*** Opening of RECORDS FOR THE EXERCISE ***

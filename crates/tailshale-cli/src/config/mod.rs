//! Configuration management.

use anyhow::{Context as _, Result};
use directories::{BaseDirs, ProjectDirs};
use serde::{Deserialize, Serialize};
use std::net::SocketAddr;
use std::path::{Path, PathBuf};
use std::time::Duration;
use tailshale::{ssh_config, LocalDirectoryConfig};

/// CLI configuration.
#[derive(Debug, Clone, Default, PartialEq, Eq, Serialize, Deserialize)]
#[serde(default)]
pub struct Config {
    /// SSH client config to manage; `~` is expanded.
    pub ssh_config: Option<String>,

    /// Path of the `tailscale` binary.
    pub tailscale_bin: Option<PathBuf>,

    /// MagicDNS server address.
    pub dns_server: Option<SocketAddr>,

    /// Timeout for each call to tailscaled, in seconds.
    pub timeout_secs: Option<u64>,
}

impl Config {
    /// Get the default config file path.
    pub fn default_path() -> Result<PathBuf> {
        let dirs = ProjectDirs::from("", "", "tailshale")
            .ok_or_else(|| anyhow::anyhow!("Could not determine config directory"))?;

        Ok(dirs.config_dir().join("config.toml"))
    }

    /// Locations searched when no config file is given, in order.
    pub fn search_paths() -> Result<Vec<PathBuf>> {
        Ok(vec![
            Self::default_path()?,
            PathBuf::from("/etc/tailshale/config.toml"),
            PathBuf::from("config.toml"),
        ])
    }

    /// Load configuration from `path`, or from the first existing file of
    /// [`search_paths`](Self::search_paths).
    ///
    /// A missing file yields the defaults.
    pub fn load(path: Option<&Path>) -> Result<Self> {
        match path {
            Some(p) => Self::load_file(p),
            None => Self::load_first(&Self::search_paths()?),
        }
    }

    fn load_first(candidates: &[PathBuf]) -> Result<Self> {
        candidates
            .iter()
            .find(|p| p.exists())
            .map_or_else(|| Ok(Self::default()), |p| Self::load_file(p))
    }

    fn load_file(path: &Path) -> Result<Self> {
        if !path.exists() {
            return Ok(Self::default());
        }

        let content = std::fs::read_to_string(path)
            .with_context(|| format!("failed to read {}", path.display()))?;
        toml::from_str(&content).with_context(|| format!("invalid config file {}", path.display()))
    }

    /// SSH config path: `cli` if given, else the config file's, else `~/.ssh/config`.
    pub fn ssh_config_path(&self, cli: Option<PathBuf>) -> Result<PathBuf> {
        if let Some(path) = cli {
            return Ok(path);
        }

        if let Some(path) = &self.ssh_config {
            let expanded = shellexpand::full(path)
                .with_context(|| format!("could not expand ssh_config path {path}"))?;
            return Ok(PathBuf::from(expanded.as_ref()));
        }

        let dirs =
            BaseDirs::new().ok_or_else(|| anyhow::anyhow!("Could not determine home directory"))?;
        Ok(ssh_config::default_ssh_config_path(dirs.home_dir()))
    }

    /// Settings for the local tailscaled client.
    #[must_use]
    pub fn directory_config(&self) -> LocalDirectoryConfig {
        let mut config = LocalDirectoryConfig::default();
        if let Some(bin) = &self.tailscale_bin {
            config = config.tailscale_bin(bin.clone());
        }
        if let Some(addr) = self.dns_server {
            config = config.dns_server(addr);
        }
        if let Some(secs) = self.timeout_secs {
            config = config.timeout(Duration::from_secs(secs));
        }
        config
    }
}

#[cfg(test)]
mod tests {
    use super::*;

    #[test]
    fn test_missing_file_is_default() {
        let dir = tempfile::tempdir().unwrap();
        let config = Config::load(Some(&dir.path().join("nope.toml"))).unwrap();
        assert_eq!(config, Config::default());
    }

    #[test]
    fn test_load_file() {
        let dir = tempfile::tempdir().unwrap();
        let path = dir.path().join("config.toml");
        std::fs::write(
            &path,
            "ssh_config = \"/etc/ssh/ssh_config.d/me\"\n\
             tailscale_bin = \"/usr/local/bin/tailscale\"\n\
             dns_server = \"127.0.0.1:5353\"\n\
             timeout_secs = 3\n",
        )
        .unwrap();

        let config = Config::load(Some(&path)).unwrap();
        assert_eq!(
            config.ssh_config_path(None).unwrap(),
            PathBuf::from("/etc/ssh/ssh_config.d/me")
        );

        let directory = config.directory_config();
        assert_eq!(directory.tailscale_bin, PathBuf::from("/usr/local/bin/tailscale"));
        assert_eq!(directory.dns_server.port(), 5353);
        assert_eq!(directory.timeout_secs(), 3);
    }

    #[test]
    fn test_invalid_file() {
        let dir = tempfile::tempdir().unwrap();
        let path = dir.path().join("config.toml");
        std::fs::write(&path, "timeout_secs = \"soon\"").unwrap();

        assert!(Config::load(Some(&path)).is_err());
    }

    #[test]
    fn test_cli_path_wins() {
        let config = Config {
            ssh_config: Some("/from/file".to_string()),
            ..Config::default()
        };
        let path = config
            .ssh_config_path(Some(PathBuf::from("/from/cli")))
            .unwrap();
        assert_eq!(path, PathBuf::from("/from/cli"));
    }

    #[test]
    fn test_defaults() {
        let directory = Config::default().directory_config();
        assert_eq!(directory, LocalDirectoryConfig::default());
    }

    #[test]
    fn test_search_order() {
        let dir = tempfile::tempdir().unwrap();
        let user = dir.path().join("user.toml");
        let system = dir.path().join("system.toml");
        let local = dir.path().join("local.toml");
        std::fs::write(&system, "timeout_secs = 7").unwrap();
        std::fs::write(&local, "timeout_secs = 9").unwrap();

        let candidates = [user.clone(), system, local];
        assert_eq!(Config::load_first(&candidates).unwrap().timeout_secs, Some(7));

        std::fs::write(&user, "timeout_secs = 1").unwrap();
        assert_eq!(Config::load_first(&candidates).unwrap().timeout_secs, Some(1));
    }

    #[test]
    fn test_search_paths() {
        let paths = Config::search_paths().unwrap();
        assert_eq!(paths.len(), 3);
        assert_eq!(paths[1], PathBuf::from("/etc/tailshale/config.toml"));
        assert_eq!(paths[2], PathBuf::from("config.toml"));
    }

    #[test]
    fn test_no_candidates_is_default() {
        let dir = tempfile::tempdir().unwrap();
        let candidates = [dir.path().join("a.toml"), dir.path().join("b.toml")];
        assert_eq!(Config::load_first(&candidates).unwrap(), Config::default());
    }
}
//! Command implementations.

pub mod configure;
pub mod known_hosts;

use std::path::PathBuf;
use tailshale::{LocalDirectory, LocalDirectoryConfig};

/// Shared context for all commands.
#[derive(Debug, Clone)]
pub struct Context {
    /// SSH client config managed by `configure`
    pub ssh_config: PathBuf,

    /// How to reach tailscaled
    pub directory: LocalDirectoryConfig,
}

impl Context {
    /// Create a directory client for the local tailscaled.
    #[must_use]
    pub fn directory(&self) -> LocalDirectory {
        LocalDirectory::builder()
            .config(self.directory.clone())
            .build()
    }
}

*** Close of RECORDS FOR THE EXERCISE ***

EXERCISE OBJECTIVE:
A word-for-word copy of the lines above from the one with "MagicDNS server address." through the one with "pub fn load(path: Option<&Path>)", inclusive, is the only output wanted.

EXERCISE ANSWER:
    /// MagicDNS server address.
    pub dns_server: Option<SocketAddr>,

    /// Timeout for each call to tailscaled, in seconds.
    pub timeout_secs: Option<u64>,
}

impl Config {
    /// Get the default config file path.
    pub fn default_path() -> Result<PathBuf> {
        let dirs = ProjectDirs::from("", "", "tailshale")
            .ok_or_else(|| anyhow::anyhow!("Could not determine config directory"))?;

        Ok(dirs.config_dir().join("config.toml"))
    }

    /// Locations searched when no config file is given, in order.
    pub fn search_paths() -> Result<Vec<PathBuf>> {
        Ok(vec![
            Self::default_path()?,
            PathBuf::from("/etc/tailshale/config.toml"),
            PathBuf::from("config.toml"),
        ])
    }

    /// Load configuration from `path`, or from the first existing file of
    /// [`search_paths`](Self::search_paths).
    ///
    /// A missing file yields the defaults.
    pub fn load(path: Option<&Path>) -> Result<Self> {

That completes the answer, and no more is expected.